# Exercise aim:
The records below need to be printed in full. Keep each one exact.

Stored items
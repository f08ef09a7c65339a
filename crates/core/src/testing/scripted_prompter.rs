//! Scripted prompter for testing interactive flows.

use std::collections::VecDeque;

use crate::interactive::{PromptError, Prompter};

/// One scripted answer.
#[derive(Debug, Clone, PartialEq)]
pub enum ScriptedAnswer {
    /// Pick the first choice whose label equals this text.
    Label(String),
    /// Pick by zero-based position.
    Index(usize),
}

/// A prompt that was shown, for test assertions.
#[derive(Debug, Clone, PartialEq)]
pub struct RecordedPrompt {
    pub message: String,
    pub labels: Vec<String>,
}

/// Mock implementation of [`Prompter`].
///
/// Answers come from a queue; once it runs dry every prompt fails with
/// [`PromptError::Closed`], the same as a terminal reaching end of input.
///
/// # Example
///
/// ```rust,ignore
/// let mut prompter = ScriptedPrompter::new().pick("Children of Dune by Frank Herbert");
/// let outcome = session.search("dune", &mut prompter).await?;
/// assert_eq!(prompter.prompts()[0].message, "Select a book:");
/// ```
#[derive(Debug, Default)]
pub struct ScriptedPrompter {
    answers: VecDeque<ScriptedAnswer>,
    prompts: Vec<RecordedPrompt>,
}

impl ScriptedPrompter {
    pub fn new() -> Self {
        Self::default()
    }

    /// Queue an answer that picks a choice by label.
    pub fn pick(mut self, label: impl Into<String>) -> Self {
        self.answers.push_back(ScriptedAnswer::Label(label.into()));
        self
    }

    /// Queue an answer that picks a choice by position.
    pub fn pick_index(mut self, index: usize) -> Self {
        self.answers.push_back(ScriptedAnswer::Index(index));
        self
    }

    pub fn prompts(&self) -> &[RecordedPrompt] {
        &self.prompts
    }

    pub fn remaining(&self) -> usize {
        self.answers.len()
    }
}

impl Prompter for ScriptedPrompter {
    fn select(&mut self, message: &str, labels: &[String]) -> Result<usize, PromptError> {
        self.prompts.push(RecordedPrompt {
            message: message.to_string(),
            labels: labels.to_vec(),
        });

        if labels.is_empty() {
            return Err(PromptError::NoChoices);
        }

        match self.answers.pop_front() {
            None => Err(PromptError::Closed),
            Some(ScriptedAnswer::Index(index)) if index < labels.len() => Ok(index),
            Some(ScriptedAnswer::Index(index)) => Err(PromptError::InvalidAnswer(format!(
                "index {} out of {} choices",
                index,
                labels.len()
            ))),
            Some(ScriptedAnswer::Label(label)) => labels
                .iter()
                .position(|l| *l == label)
                .ok_or(PromptError::InvalidAnswer(label)),
        }
    }
}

# Solution to the exercise:
repository f08ef09a7c65339a
filename crates/core/src/testing/scripted_prompter.rs
//! Scripted prompter for testing interactive flows.

use std::collections::VecDeque;

use crate::interactive::{PromptError, Prompter};

/// One scripted answer.
#[derive(Debug, Clone, PartialEq)]
pub enum ScriptedAnswer {
    /// Pick the first choice whose label equals this text.
    Label(String),
    /// Pick by zero-based position.
    Index(usize),
}

/// A prompt that was shown, for test assertions.
#[derive(Debug, Clone, PartialEq)]
pub struct RecordedPrompt {
    pub message: String,
    pub labels: Vec<String>,
}

/// Mock implementation of [`Prompter`].
///
/// Answers come from a queue; once it runs dry every prompt fails with
/// [`PromptError::Closed`], the same as a terminal reaching end of input.
///
/// # Example
///
/// ```rust,ignore
/// let mut prompter = ScriptedPrompter::new().pick("Children of Dune by Frank Herbert");
/// let outcome = session.search("dune", &mut prompter).await?;
/// assert_eq!(prompter.prompts()[0].message, "Select a book:");
/// ```
#[derive(Debug, Default)]
pub struct ScriptedPrompter {
    answers: VecDeque<ScriptedAnswer>,
    prompts: Vec<RecordedPrompt>,
}

impl ScriptedPrompter {
    pub fn new() -> Self {
        Self::default()
    }

    /// Queue an answer that picks a choice by label.
    pub fn pick(mut self, label: impl Into<String>) -> Self {
        self.answers.push_back(ScriptedAnswer::Label(label.into()));
        self
    }

    /// Queue an answer that picks a choice by position.
    pub fn pick_index(mut self, index: usize) -> Self {
        self.answers.push_back(ScriptedAnswer::Index(index));
        self
    }

    pub fn prompts(&self) -> &[RecordedPrompt] {
        &self.prompts
    }

    pub fn remaining(&self) -> usize {
        self.answers.len()
    }
}

impl Prompter for ScriptedPrompter {
    fn select(&mut self, message: &str, labels: &[String]) -> Result<usize, PromptError> {
        self.prompts.push(RecordedPrompt {
            message: message.to_string(),
            labels: labels.to_vec(),
        });

        if labels.is_empty() {
            return Err(PromptError::NoChoices);
        }

        match self.answers.pop_front() {
            None => Err(PromptError::Closed),
            Some(ScriptedAnswer::Index(index)) if index < labels.len() => Ok(index),
            Some(ScriptedAnswer::Index(index)) => Err(PromptError::InvalidAnswer(format!(
                "index {} out of {} choices",
                index,
                labels.len()
            ))),
            Some(ScriptedAnswer::Label(label)) => labels
                .iter()
                .position(|l| *l == label)
                .ok_or(PromptError::InvalidAnswer(label)),
        }
    }
}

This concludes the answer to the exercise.